Do’s and don’ts of feeding your pets on Thanksgiving

Pet owners know how hard it can be to resist from giving your sweet little pet food-especially when they look up at you with giant doe eyes. But, there are some rules on what is acceptable and not to feed your pet for times when they're too cute to deny.

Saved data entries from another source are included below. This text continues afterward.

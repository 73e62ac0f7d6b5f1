use crate::config::StorageConfig;
use crate::error::{GestureError, Result};
use std::fs;
use std::path::PathBuf;

pub const MODEL_DIRECTORY: &str = "Model";

/// Returns `<writable_root>/Model/<model_name>`, creating the directory and
/// seeding the file from `<bundled_root>/Model` on first run. A model that is
/// in neither place is left absent.
pub fn resolve_model_path(storage: &StorageConfig, model_name: &str) -> Result<PathBuf> {
    let writable_dir = storage.writable_root.join(MODEL_DIRECTORY);
    fs::create_dir_all(&writable_dir)
        .map_err(|e| GestureError::persistence(&writable_dir, e))?;

    let model_path = writable_dir.join(model_name);
    if model_path.exists() {
        return Ok(model_path);
    }

    let bundled_path = storage.bundled_root.join(MODEL_DIRECTORY).join(model_name);
    if bundled_path.exists() {
        fs::copy(&bundled_path, &model_path)
            .map_err(|e| GestureError::persistence(&bundled_path, e))?;
    }

    Ok(model_path)
}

Dr. Ben Brown from The Travel Vet shares some do's and don'ts of feeding and handling pets during Thanksgiving:

  1. Teach pets to stop begging at the table
  2. Keep cats and dogs off the counters
  3. Inform guests how to properly interact with pets and not to feed them anything other than approved items
  4. Do NOT give your pets dangerous foods and make sure your guests know that also
    • This is the time of year that veterinarians see the most problems with pets
      • Rich, fatty foods such as gravy or green beans can cause pancreatitis or gastrointestinal upset
      • Garlic, onions, grapes/raisins and other spices can be toxic
      • Stuffing can be especially toxic to dogs because it contains a lot of ingredients that are already toxic
      • Pumpkin Pie or other pumpkin desserts are high in sugar and spices that can cause disease
      • Sweet potatoes with butter, sugar, marshmallows, and other artificial sweeteners are toxic to dogs
  5. List of good, vet-approved foods to feed your pets
    • Turkey-no skin, no bones, no herbs/spices, fully cooked
    • Mashed Potatoes-plain
    • Sweet Potatoes-plain steamed or boiled
    • Green Beans-plain steamed
    • Cranberry Sauce-only okay if it's low in sugar and has no xylitol
    • Pumpkin-canned pumpkin puree or pure pumpkin only
    • Carrots-excellent and safe option either raw or cooked

If you feel like your pet might have gotten into any toxic ingredients or ate the bones, please call your veterinarian. If your veterinarian is closed on the holidays, have an emergency option ready before any problems occur.